Input data START

//! The dashboard's record pipeline: validate, filter, sort, aggregate, export.
//!
//! Everything here is a pure function over borrowed records. Inputs are never
//! mutated; each step returns a new derived view.

pub mod domain;
pub mod export;
pub mod filter;
pub mod kpi;
pub mod query;
pub mod schema;
pub mod sort;
pub mod status;

#[cfg(test)]
pub(crate) mod testing;

pub use domain::{ActionRecord, ActionStatus, Category, CostTier, Sector, StatusHistoryEntry};
pub use export::{export_actions, export_date, ExportError, ExportFormat, ExportPayload};
pub use filter::{distinct_cities, filter_actions, CriteriaUpdate, FilterCriteria};
pub use kpi::{aggregate, share_pct, KpiSummary};
pub use query::{from_query_string, to_query_string};
pub use schema::{validate_actions, validate_json, ValidationError};
pub use sort::sort_actions;
pub use status::{
    apply_status_change, overlay_status_changes, LedgerError, StatusChange, StatusLedger,
    StatusUpdateAck, StatusUpdateRequest,
};
use climate_actions_api::run;

#[tokio::main]
async fn main() {
    if let Err(err) = run().await {
        eprintln!("application error: {err}");
        std::process::exit(1);
    }
}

Input data END

§ **Assigned task**
Print only the lines from the one with "pub mod filter;" to the end of the records, both included.

§ **Output**
pub mod filter;
pub mod kpi;
pub mod query;
pub mod schema;
pub mod sort;
pub mod status;

#[cfg(test)]
pub(crate) mod testing;

pub use domain::{ActionRecord, ActionStatus, Category, CostTier, Sector, StatusHistoryEntry};
pub use export::{export_actions, export_date, ExportError, ExportFormat, ExportPayload};
pub use filter::{distinct_cities, filter_actions, CriteriaUpdate, FilterCriteria};
pub use kpi::{aggregate, share_pct, KpiSummary};
pub use query::{from_query_string, to_query_string};
pub use schema::{validate_actions, validate_json, ValidationError};
pub use sort::sort_actions;
pub use status::{
    apply_status_change, overlay_status_changes, LedgerError, StatusChange, StatusLedger,
    StatusUpdateAck, StatusUpdateRequest,
};
use climate_actions_api::run;

#[tokio::main]
async fn main() {
    if let Err(err) = run().await {
        eprintln!("application error: {err}");
        std::process::exit(1);
    }
}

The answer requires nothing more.